II. LES RÉFORMES MISES EN oeUVRE
Deux grandes réformes ont été menées en 2010 afin, d'une part, d'assurer le retour à l'équilibre à moyen terme des régimes de retraite, d'autre part, de traiter la question de la dette sociale accumulée.
A. LA RÉFORME DES RETRAITES : DES ÉVOLUTIONS NÉCESSAIRES MAIS INSUFFISANTES POUR ÉQUILIBRER LES RÉGIMES
La loi du 9 novembre 2010 portant réforme des retraites a suscité des débats animés au Parlement et dans la société. Compte tenu de la situation des comptes des principaux régimes de retraite, les évolutions qu'elle prévoit étaient indispensables. Le rapport de la Cour des comptes sur la situation et les perspectives des finances publiques démontre cependant que la réforme ne suffira probablement pas à assurer l'équilibre des comptes à l'horizon 2020.
1. Rappel des principales dispositions de la réforme
La loi du 9 novembre 2010 est constituée de huit titres respectivement consacrés :
- aux dispositions générales et au pilotage des régimes de retraite ;
- aux dispositions applicables à l'ensemble des régimes ;
- aux mesures de rapprochement entre les régimes de retraite ;
- à la possibilité du parcours professionnel ;
- aux mesures de solidarité ;
- aux mesures relatives à l'égalité entre les hommes et les femmes ;
- aux mesures relatives à l'emploi des seniors ;
- aux mesures relatives à l'épargne retraite.

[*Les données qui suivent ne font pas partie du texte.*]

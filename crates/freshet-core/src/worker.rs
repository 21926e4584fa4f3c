//! Replica worker loops.
//!
//! Each replica runs one of the loops in this module on its own OS thread:
//! pull from the input gate, invoke the operator logic, push through the
//! emitter. On end-of-stream a replica flushes its emitter, propagates the
//! final punctuation, drops its output ports (closing the downstream
//! channels), runs the closing callback, and returns its stats.

use std::time::Instant;

use crate::config::{ExecutionMode, TimePolicy};
use crate::emitter::Emitter;
use crate::gate::{GateEvent, InputGate};
use crate::message::Data;
use crate::operator::source::SourceShipper;
use crate::operator::{ClosingFn, Collector, ReplicaContext, SinkLogic, UnaryLogic};
use crate::stats::ReplicaStats;

/// A replica ready to be spawned: operator slot plus the thread body.
pub(crate) struct Worker {
    pub thread_name: String,
    pub op_index: usize,
    pub body: Box<dyn FnOnce() -> ReplicaStats + Send + 'static>,
}

/// Collector wired to the replica's emitter and stats.
struct EmitterCollector<'a, O: Data> {
    emitter: &'a mut Emitter<O>,
    stats: &'a mut ReplicaStats,
}

impl<O: Data> Collector<O> for EmitterCollector<'_, O> {
    fn emit(&mut self, payload: O, identifier: u64, timestamp: u64, watermark: u64) {
        self.stats.outputs_sent += 1;
        self.stats.bytes_sent += std::mem::size_of::<O>() as u64;
        self.emitter.emit(payload, identifier, timestamp, watermark);
    }
}

fn finish(ctx: &ReplicaContext, closing: Option<&ClosingFn>) {
    if let Some(closing) = closing {
        closing(ctx);
    }
    tracing::debug!(
        operator = %ctx.name,
        replica = ctx.replica_index,
        "replica terminated"
    );
}

/// Runs a source replica: invoke the generator once, then shut the stage
/// down.
pub(crate) fn run_source<O, F>(
    ctx: ReplicaContext,
    mut logic: F,
    emitter: Emitter<O>,
    policy: TimePolicy,
    mode: ExecutionMode,
    closing: Option<ClosingFn>,
) -> ReplicaStats
where
    O: Data,
    F: FnMut(&mut SourceShipper<O>),
{
    tracing::debug!(operator = %ctx.name, replica = ctx.replica_index, "source started");
    let mut shipper = SourceShipper::new(emitter, ctx.clone(), policy, mode);
    let start = Instant::now();
    logic(&mut shipper);
    let (mut emitter, mut stats) = shipper.finish();
    stats
        .service_time
        .record(u64::try_from(start.elapsed().as_nanos()).unwrap_or(u64::MAX));
    emitter.propagate_punctuation(u64::MAX);
    drop(emitter);
    finish(&ctx, closing.as_ref());
    stats
}

/// Runs a map/filter/flatmap/window replica.
pub(crate) fn run_unary<I, O>(
    ctx: ReplicaContext,
    mut gate: InputGate<I>,
    mut logic: Box<dyn UnaryLogic<I, O>>,
    mut emitter: Emitter<O>,
    closing: Option<ClosingFn>,
) -> ReplicaStats
where
    I: Data,
    O: Data,
{
    let mut stats = ReplicaStats::new(ctx.replica_index);
    let payload_size = std::mem::size_of::<I>() as u64;
    // Watermark the logic last reacted to; tuples carrying an advanced
    // watermark trigger a firing check without waiting for a punctuation.
    let mut reacted_wm = 0u64;

    loop {
        match gate.next() {
            GateEvent::Single(tuple) => {
                stats.inputs_received += 1;
                stats.bytes_received += payload_size;
                let wm = gate.current_watermark();
                let start = Instant::now();
                {
                    let mut out = EmitterCollector {
                        emitter: &mut emitter,
                        stats: &mut stats,
                    };
                    logic.on_tuple(tuple, wm, &mut out);
                    if wm > reacted_wm {
                        reacted_wm = wm;
                        logic.on_watermark(wm, &mut out);
                    }
                }
                stats
                    .service_time
                    .record(u64::try_from(start.elapsed().as_nanos()).unwrap_or(u64::MAX));
            }
            GateEvent::Batch { channel, mut batch } => {
                let wm = gate.current_watermark();
                stats.inputs_received += batch.len() as u64;
                stats.bytes_received += payload_size * batch.len() as u64;
                let start = Instant::now();
                {
                    let mut out = EmitterCollector {
                        emitter: &mut emitter,
                        stats: &mut stats,
                    };
                    for tuple in batch.drain() {
                        logic.on_tuple(tuple, wm, &mut out);
                    }
                    if wm > reacted_wm {
                        reacted_wm = wm;
                        logic.on_watermark(wm, &mut out);
                    }
                }
                stats
                    .service_time
                    .record(u64::try_from(start.elapsed().as_nanos()).unwrap_or(u64::MAX));
                gate.recycle(channel, batch);
            }
            GateEvent::Watermark(wm) => {
                let mut out = EmitterCollector {
                    emitter: &mut emitter,
                    stats: &mut stats,
                };
                reacted_wm = reacted_wm.max(wm);
                logic.on_watermark(wm, &mut out);
            }
            GateEvent::Eos => break,
        }
    }

    stats.ignored_tuples = logic.ignored();
    emitter.propagate_punctuation(u64::MAX);
    drop(emitter);
    drop(gate);
    finish(&ctx, closing.as_ref());
    stats
}

/// Runs a sink replica.
pub(crate) fn run_sink<I>(
    ctx: ReplicaContext,
    mut gate: InputGate<I>,
    mut logic: Box<dyn SinkLogic<I>>,
    closing: Option<ClosingFn>,
) -> ReplicaStats
where
    I: Data,
{
    let mut stats = ReplicaStats::new(ctx.replica_index);
    let payload_size = std::mem::size_of::<I>() as u64;

    loop {
        match gate.next() {
            GateEvent::Single(tuple) => {
                stats.inputs_received += 1;
                stats.bytes_received += payload_size;
                let start = Instant::now();
                logic.on_tuple(tuple.payload);
                stats
                    .service_time
                    .record(u64::try_from(start.elapsed().as_nanos()).unwrap_or(u64::MAX));
            }
            GateEvent::Batch { channel, mut batch } => {
                let start = Instant::now();
                for tuple in batch.drain() {
                    stats.inputs_received += 1;
                    stats.bytes_received += payload_size;
                    logic.on_tuple(tuple.payload);
                }
                stats
                    .service_time
                    .record(u64::try_from(start.elapsed().as_nanos()).unwrap_or(u64::MAX));
                gate.recycle(channel, batch);
            }
            GateEvent::Watermark(_) => {}
            GateEvent::Eos => break,
        }
    }

    logic.on_eos();
    drop(gate);
    finish(&ctx, closing.as_ref());
    stats
}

a) Les dispositions relatives au pilotage des régimes de retraite
Plusieurs dispositions de la loi concernent la gouvernance et le pilotage des régimes de retraite :
- création d'un comité de pilotage des régimes de retraite , qui devra remettre chaque année au Gouvernement un avis sur la situation financière des régimes de retraite, sur les conditions dans lesquelles s'effectue le retour à l'équilibre du système de retraite à l'horizon 2018 et sur les perspectives financières au-delà de cette date ;
- organisation, par le comité de pilotage des régimes de retraite, à compter du premier semestre 2013, d'une réflexion nationale sur les objectifs et les caractéristiques d'une réforme systémique de la prise en charge effective du risque vieillesse . Parmi les thèmes de cette réflexion, devront figurer les conditions d'une plus grande équité entre les régimes de retraite légalement obligatoires, les conditions de mise en place d'un régime universel par points ou en comptes notionnels, dans le respect du principe de répartition, et les moyens de faciliter le libre choix par les assurés du moment et des conditions de leur cessation d'activité. Le comité de pilotage soumettra au Parlement les conclusions de cette réflexion.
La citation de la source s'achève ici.